I bet it's one that not many of us have used in a sentence
in the last year. What does the word of God mean
here by irreligious? Well, if you understand that
the apostle is talking about the fourth commandment, I think
it becomes pretty obvious. that not attending to the corporate
worship of God in a true church is by definition being irreligious. is one who is determined to set
God aside, who is determined to say, well, not you, but someone
else. Maybe sports, maybe the mall, maybe entertainment, maybe
going out to eat, whatever it might be. Anything but what God
says ought to be happening on the Lord's Day. And so by definition,
those practices are termed to be Unreligious. Irreligious. The opposite of
what God says Sunday is for. You see where He's going with
this? Now sometimes we're thinking,
beloved, if I can pause here a moment, sometimes we're thinking,
but isn't the church being a bit heavy-handed? Isn't the church
when it says to people, well, you need to come in and worship
God on the Lord's Day, some people are saying, well, isn't that
a little bit legalistic? But then if we remember who our
God is and what he is worth and what he should receive from his
creature, are we ready then to say that it's really so legalistic
and heavy handed to say to people, you know, you ought to come to
church. You should be in the house of the Lord. To not do
so is to be the opposite of religious. Then he says in application of
the fifth commandment, something very interesting. For those who kill their fathers
or mothers. Now there's a question in the
original language, what exactly is meant here? And the NIV decided
to translate that as kill. We could maybe even soften it
a little bit as some of the other English renderings do and simply
say one who wants to strike out at with a hand or with an instrument
at their parent and cause them harm. But however you actually
come down and define it, it's the opposite of what God intends
by the fifth commandment, isn't it? It's something we thought
about this morning in our sermon. We considered and included those
references to the way mothers ought to be honored, and that's
appropriate, and that's right to say. Well, what's the status of parents
in a society that has no category for sin? Well, then children are empowered
to do whatever it is they wish to do without restriction. And parents are the first in
a long line of authorities to be bulldozed over on the way
to self-determination, which is exactly the problem we're
having now. How do we correct that? Well,
one ingredient in the how do we correct that is the proclamation
of and the application of the law of God In the life of the
congregation. Don't be afraid of the law as
as something to be used profitably in the life of the congregation.

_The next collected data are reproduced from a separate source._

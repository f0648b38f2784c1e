// Copyright (c) 2025 Kirky.X
//
// Licensed under the MIT License
// See LICENSE file in the project root for full license information.

use crate::domain::models::enrichment::EnrichmentResult;
use chrono::{DateTime, Utc};
use serde::{Deserialize, Serialize};
use std::fmt;
use std::str::FromStr;

/// 域名处理状态
///
/// 按流水线顺序排列。`Done` 与 `Trash` 为终态。
#[derive(Debug, Clone, Copy, PartialEq, Eq, Hash, Serialize, Deserialize)]
#[serde(rename_all = "snake_case")]
pub enum DomainStatus {
    /// 未使用的占位状态
    Unknown,
    /// 刚被发现
    Initialize,
    /// 已派发给外部可见性检查
    CheckView,
    /// 等待日语站点判定
    CheckJapan,
    /// 公司信息已抓取，等待富化
    CrawlCompInfo,
    /// 已富化，等待导出
    PendingOutput,
    /// 已导出
    Done,
    /// 人工排除
    Trash,
}

impl DomainStatus {
    pub const ALL: [DomainStatus; 8] = [
        DomainStatus::Unknown,
        DomainStatus::Initialize,
        DomainStatus::CheckView,
        DomainStatus::CheckJapan,
        DomainStatus::CrawlCompInfo,
        DomainStatus::PendingOutput,
        DomainStatus::Done,
        DomainStatus::Trash,
    ];

    pub fn as_str(&self) -> &'static str {
        match self {
            DomainStatus::Unknown => "unknown",
            DomainStatus::Initialize => "initialize",
            DomainStatus::CheckView => "check_view",
            DomainStatus::CheckJapan => "check_japan",
            DomainStatus::CrawlCompInfo => "crawl_comp_info",
            DomainStatus::PendingOutput => "pending_output",
            DomainStatus::Done => "done",
            DomainStatus::Trash => "trash",
        }
    }

    pub fn is_terminal(&self) -> bool {
        matches!(self, DomainStatus::Done | DomainStatus::Trash)
    }
}

impl fmt::Display for DomainStatus {
    fn fmt(&self, f: &mut fmt::Formatter<'_>) -> fmt::Result {
        f.write_str(self.as_str())
    }
}

/// 无法识别的状态标签
#[derive(Debug, Clone, PartialEq, Eq, thiserror::Error)]
#[error("unknown domain status: {0}")]
pub struct InvalidStatus(pub String);

impl FromStr for DomainStatus {
    type Err = InvalidStatus;

    fn from_str(s: &str) -> Result<Self, Self::Err> {
        DomainStatus::ALL
            .iter()
            .copied()
            .find(|status| status.as_str() == s)
            .ok_or_else(|| InvalidStatus(s.to_string()))
    }
}

/// 域名实体
///
/// 流水线中的基本工作单元，一个被发现的主机名。
#[derive(Debug, Clone, PartialEq, Serialize, Deserialize)]
pub struct Domain {
    pub id: i32,
    pub name: String,
    /// 发现该域名的目标名称
    pub target: String,
    pub status: DomainStatus,
    pub can_view: bool,
    pub is_japan: bool,
    pub is_send: bool,
    pub title: String,
    pub owner_id: String,
    pub address: String,
    pub phone: String,
    pub mobile_phone: String,
    pub landline_phone: String,
    pub industry: String,
    pub president: String,
    pub company: String,
    pub prefecture: String,
    pub is_ssl: bool,
    #[serde(skip_serializing)]
    pub raw_page: String,
    pub page_num: i32,
    pub created_at: DateTime<Utc>,
    pub updated_at: DateTime<Utc>,
}

impl Domain {
    /// 创建新发现的域名，状态为 `initialize`
    pub fn discovered(name: impl Into<String>, target: impl Into<String>) -> Self {
        let now = Utc::now();
        Self {
            id: 0,
            name: name.into(),
            target: target.into(),
            status: DomainStatus::Initialize,
            can_view: false,
            is_japan: false,
            is_send: false,
            title: String::new(),
            owner_id: String::new(),
            address: String::new(),
            phone: String::new(),
            mobile_phone: String::new(),
            landline_phone: String::new(),
            industry: String::new(),
            president: String::new(),
            company: String::new(),
            prefecture: String::new(),
            is_ssl: false,
            raw_page: String::new(),
            page_num: 0,
            created_at: now,
            updated_at: now,
        }
    }

    /// 应用富化结果
    ///
    /// 只覆盖有值的字段，"未找到"的字段保持原值。
    pub fn apply_enrichment(&mut self, result: &EnrichmentResult) {
        if let Some(industry) = &result.industry {
            self.industry = industry.clone();
        }
        if let Some(president) = &result.president {
            self.president = president.clone();
        }
        if let Some(company) = &result.company {
            self.company = company.clone();
        }
        if let Some(prefecture) = &result.prefecture {
            self.prefecture = prefecture.clone();
        }
    }
}

/// 按字符数截断文本，不会切断多字节字符
pub fn truncate_chars(text: &str, max_chars: usize) -> String {
    match text.char_indices().nth(max_chars) {
        Some((idx, _)) => text[..idx].to_string(),
        None => text.to_string(),
    }
}

#[cfg(test)]
mod tests {
    use super::*;

    #[test]
    fn test_status_round_trip_through_str() {
        for status in DomainStatus::ALL {
            assert_eq!(status.as_str().parse::<DomainStatus>(), Ok(status));
        }
        assert!("exported".parse::<DomainStatus>().is_err());
        assert!("DONE".parse::<DomainStatus>().is_err());
    }

    #[test]
    fn test_terminal_states() {
        assert!(DomainStatus::Done.is_terminal());
        assert!(DomainStatus::Trash.is_terminal());
        assert!(!DomainStatus::PendingOutput.is_terminal());
        assert!(!DomainStatus::Initialize.is_terminal());
    }

    #[test]
    fn test_apply_enrichment_keeps_missing_fields() {
        let mut domain = Domain::discovered("example.jp", "203.0.113.10");
        domain.president = "山田 太郎".to_string();
        domain.industry = "old".to_string();

        let result = EnrichmentResult {
            industry: Some("建設業".to_string()),
            president: None,
            company: Some("株式会社サンプル".to_string()),
            prefecture: Some("東京都".to_string()),
        };
        domain.apply_enrichment(&result);

        assert_eq!(domain.industry, "建設業");
        assert_eq!(domain.president, "山田 太郎");
        assert_eq!(domain.company, "株式会社サンプル");
        assert_eq!(domain.prefecture, "東京都");
    }

    #[test]
    fn test_truncate_chars_counts_code_points() {
        assert_eq!(truncate_chars("株式会社", 2), "株式");
        assert_eq!(truncate_chars("abc", 10), "abc");
        assert_eq!(truncate_chars("", 3), "");
        assert_eq!(truncate_chars("abc", 0), "");
    }
}
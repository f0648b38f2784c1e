// Copyright (c) 2025 Kirky.X
//
// Licensed under the MIT License
// See LICENSE file in the project root for full license information.

use crate::domain::services::reverse_ip_service::{ReverseIpClient, ReverseIpPage};
use crate::utils::errors::PipelineError;
use async_trait::async_trait;
use governor::{
    clock::DefaultClock,
    state::{InMemoryState, NotKeyed},
    Quota, RateLimiter,
};
use serde::Deserialize;
use std::num::NonZeroU32;
use std::time::Duration;
use tracing::debug;
use url::Url;

const SERVICE: &str = "ViewDNS";

type DirectRateLimiter = RateLimiter<NotKeyed, InMemoryState, DefaultClock>;

#[derive(Debug, Deserialize)]
struct ReverseIpResponse {
    response: ReverseIpPage,
}

/// ViewDNS 反查客户端
///
/// 所有请求共享一个进程内限流器，避免触发远端的配额限制。
pub struct ViewDnsClient {
    client: reqwest::Client,
    endpoint: Url,
    api_key: Option<String>,
    limiter: DirectRateLimiter,
}

impl ViewDnsClient {
    /// 创建客户端
    ///
    /// # 参数
    ///
    /// * `base_url` - 接口根地址，例如 `https://api.viewdns.info`
    /// * `api_key` - API密钥
    /// * `requests_per_second` - 每秒请求上限，0 按 1 处理
    /// * `timeout` - 单次请求超时
    pub fn new(
        base_url: &str,
        api_key: Option<String>,
        requests_per_second: u32,
        timeout: Duration,
    ) -> Result<Self, PipelineError> {
        let client = reqwest::Client::builder()
            .timeout(timeout)
            .build()
            .map_err(|e| PipelineError::external(SERVICE, e))?;
        let endpoint = Url::parse(&format!("{}/reverseip/", base_url.trim_end_matches('/')))
            .map_err(|e| PipelineError::Validation(format!("invalid reverse-IP base url: {}", e)))?;
        let quota =
            Quota::per_second(NonZeroU32::new(requests_per_second).unwrap_or(NonZeroU32::MIN));

        Ok(Self {
            client,
            endpoint,
            api_key,
            limiter: RateLimiter::direct(quota),
        })
    }
}

#[async_trait]
impl ReverseIpClient for ViewDnsClient {
    async fn lookup(&self, host: &str, page: i32) -> Result<ReverseIpPage, PipelineError> {
        let api_key = self
            .api_key
            .as_deref()
            .ok_or_else(|| PipelineError::external(SERVICE, "API key not configured"))?;

        self.limiter.until_ready().await;

        let mut url = self.endpoint.clone();
        url.query_pairs_mut()
            .append_pair("host", host)
            .append_pair("apikey", api_key)
            .append_pair("page", &page.to_string())
            .append_pair("output", "json");

        let response = self
            .client
            .get(url)
            .send()
            .await
            .map_err(|e| PipelineError::external(SERVICE, e))?;

        if !response.status().is_success() {
            let status = response.status();
            let error_text = response.text().await.unwrap_or_default();
            return Err(PipelineError::external(
                SERVICE,
                format!("{} - {}", status, error_text),
            ));
        }

        let body: ReverseIpResponse = response
            .json()
            .await
            .map_err(|e| PipelineError::external(SERVICE, e))?;

        debug!(
            host,
            page,
            domain_count = %body.response.domain_count,
            returned = body.response.domains.len(),
            "Reverse-IP page fetched"
        );
        Ok(body.response)
    }
}
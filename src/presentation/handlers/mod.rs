// Copyright (c) 2025 Kirky.X
//
// Licensed under the MIT License
// See LICENSE file in the project root for full license information.

/// HTTP请求处理器模块
///
/// 每个处理器只做参数提取，业务逻辑全部委托给对应的用例
pub mod domain_handler;
pub mod pipeline_handler;
pub mod target_handler;
pub mod webhook_handler;
// Copyright (c) 2025 Kirky.X
//
// Licensed under the MIT License
// See LICENSE file in the project root for full license information.

use sea_orm_migration::prelude::*;

/// 主函数
///
/// 数据库迁移工具入口点
#[async_std::main]
async fn main() {
    cli::run_cli(migration::Migrator).await;
}
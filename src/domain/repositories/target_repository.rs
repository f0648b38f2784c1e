// Copyright (c) 2025 Kirky.X
//
// Licensed under the MIT License
// See LICENSE file in the project root for full license information.

use super::RepositoryError;
use crate::domain::models::target::{Target, TargetStatus};
use async_trait::async_trait;
use sea_orm::ConnectionTrait;

/// 目标查询条件
#[derive(Debug, Default, Clone)]
pub struct TargetFilter {
    pub ids: Option<Vec<i32>>,
    pub ip: Option<String>,
    pub name: Option<String>,
    pub status: Option<TargetStatus>,
    /// 排除某个状态，用于过滤已停用的目标
    pub exclude_status: Option<TargetStatus>,
    pub limit: Option<u64>,
    pub offset: Option<u64>,
}

impl TargetFilter {
    /// 所有未停用的目标
    pub fn active() -> Self {
        Self {
            exclude_status: Some(TargetStatus::Disabled),
            ..Default::default()
        }
    }
}

/// 目标仓库特质
#[async_trait]
pub trait TargetRepository: Send + Sync {
    /// 按条件查询目标，结果按ID升序
    async fn find_all<C>(
        &self,
        conn: &C,
        filter: &TargetFilter,
    ) -> Result<Vec<Target>, RepositoryError>
    where
        C: ConnectionTrait;

    async fn find_by_id<C>(&self, conn: &C, id: i32) -> Result<Option<Target>, RepositoryError>
    where
        C: ConnectionTrait;

    /// 加排他行锁读取目标，用于串行化游标推进
    async fn find_for_update<C>(&self, conn: &C, id: i32) -> Result<Option<Target>, RepositoryError>
    where
        C: ConnectionTrait;

    /// 创建目标
    ///
    /// # 返回值
    ///
    /// * `Ok(Target)` - 带有生成ID的目标
    /// * `Err(RepositoryError)` - 创建失败（例如IP重复）
    async fn create<C>(&self, conn: &C, target: &Target) -> Result<Target, RepositoryError>
    where
        C: ConnectionTrait;

    async fn save<C>(&self, conn: &C, target: &Target) -> Result<Target, RepositoryError>
    where
        C: ConnectionTrait;
}
// Copyright (c) 2025 Kirky.X
//
// Licensed under the MIT License
// See LICENSE file in the project root for full license information.

use crate::application::dto::target_request::{
    CreateTargetRequest, TargetQueryRequest, UpdateTargetRequest,
};
use crate::application::use_cases::target_admin::TargetAdmin;
use crate::domain::models::target::Target;
use crate::domain::repositories::target_repository::TargetRepository;
use crate::presentation::errors::AppError;
use axum::{
    extract::{Path, Query},
    http::StatusCode,
    Extension, Json,
};
use std::sync::Arc;

pub async fn list_targets<TR: TargetRepository + 'static>(
    Extension(admin): Extension<Arc<TargetAdmin<TR>>>,
    Query(query): Query<TargetQueryRequest>,
) -> Result<Json<Vec<Target>>, AppError> {
    Ok(Json(admin.list(&query).await?))
}

/// 创建抓取目标
pub async fn create_target<TR: TargetRepository + 'static>(
    Extension(admin): Extension<Arc<TargetAdmin<TR>>>,
    Json(request): Json<CreateTargetRequest>,
) -> Result<(StatusCode, Json<Target>), AppError> {
    let target = admin.create(request).await?;
    Ok((StatusCode::CREATED, Json(target)))
}

pub async fn update_target<TR: TargetRepository + 'static>(
    Extension(admin): Extension<Arc<TargetAdmin<TR>>>,
    Path(id): Path<i32>,
    Json(request): Json<UpdateTargetRequest>,
) -> Result<Json<Target>, AppError> {
    Ok(Json(admin.update(id, request).await?))
}

/// 停用目标
pub async fn disable_target<TR: TargetRepository + 'static>(
    Extension(admin): Extension<Arc<TargetAdmin<TR>>>,
    Path(id): Path<i32>,
) -> Result<Json<Target>, AppError> {
    Ok(Json(admin.disable(id).await?))
}
use std::sync::Arc;

use sqlx::PgPool;

use crate::config::Config;
use crate::services::MessageService;
use crate::websocket::ConnectionRegistry;

#[derive(Clone)]
pub struct AppState {
    pub db: PgPool,
    pub messages: Arc<MessageService>,
    pub registry: ConnectionRegistry,
    pub config: Arc<Config>,
}
use chrono::{DateTime, Utc};
use serde::Serialize;
use uuid::Uuid;

use crate::status::StatusMeta;

/// A validated destination number in canonical international form.
/// Constructed only by the validator (or from already-canonical rows).
#[derive(Debug, Clone, PartialEq, Eq, Serialize)]
#[serde(transparent)]
pub struct PhoneNumber(String);

impl PhoneNumber {
    /// Wrap a string that is already known to be canonical. Callers are
    /// the phone validator and the repository row mapping.
    pub(crate) fn new_unchecked(canonical: String) -> Self {
        Self(canonical)
    }

    pub fn as_str(&self) -> &str {
        &self.0
    }
}

/// An outbound message owned by one user.
///
/// `status_meta` is recomputed from `status_code` on every read; it is
/// never written independently.
#[derive(Debug, Clone, Serialize)]
pub struct Message {
    pub id: Uuid,
    pub content: String,
    pub author_id: Uuid,
    pub numbers: Vec<PhoneNumber>,
    pub status_code: i32,
    pub status_meta: StatusMeta,
    pub created_at: DateTime<Utc>,
    pub updated_at: DateTime<Utc>,
}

Don't neglect it, don't set it aside. Then, of course, the Apostle
says. That the law is made for murderers. Well, that's obvious,
isn't it? The law can be applied in a couple
of ways to murderers, can't it? It can be applied in a spiritual
way, where a murderer comes to the conviction of their sin and
repents and is brought to saving faith some point subsequent to
the act that they committed against another person and that they
can be saved, as it were, eternally, though the other part of the
application of the commandment might still be valid and carried
out. That is, they should be executed. God has placed into
the hand of the state the sword for a reason. And so if somebody
is rightly, justly determined to have committed a murder against
another person, the law is supposed to carry out that penalty. Now
we're thinking about the second use, which we'll get to later.
But they connect, don't they? They apply, don't they? But when
somebody, as I heard was the case about a serial killer who
was sitting in prison, And someone came to visit that serial killer
in prison and began to speak about the gospel to that person.
Eventually that person, supposedly, this is what we're told, came
to saving faith. I pray that was the case. But it begins with the law telling that person that murder
is contrary to God's word and a gross violation. You don't say, well, it was no
big deal that you killed somebody. God loves you anyway. That's
not how it works, beloved, you see? So the apostle moves on and he
applies the seventh commandment in two ways. which if the sermon were to be
preached in front of the United States Congress or Senate, and
I would say to them what I'm about to say to you, I would
probably be told you're never welcome back. And certainly if
such a thing was preached in any of the Greens conference
areas in major universities, and I say to them what I'm about
to say to you now, I would probably have things thrown at me. But
beloved, we need to hear these things. Because the Apostle here
in v. 10 says, adulterers and perverts. What is he saying? He is saying
that it is contrary to the law of God to be practicing both
heterosexual sexuality outside the confines of biblical marriage,
that's the one thing, adulterers, but also it is against the law
of God for homosexual sin practices of any kind. That's what is intended
by the original of this word translated in the NIV as pervert.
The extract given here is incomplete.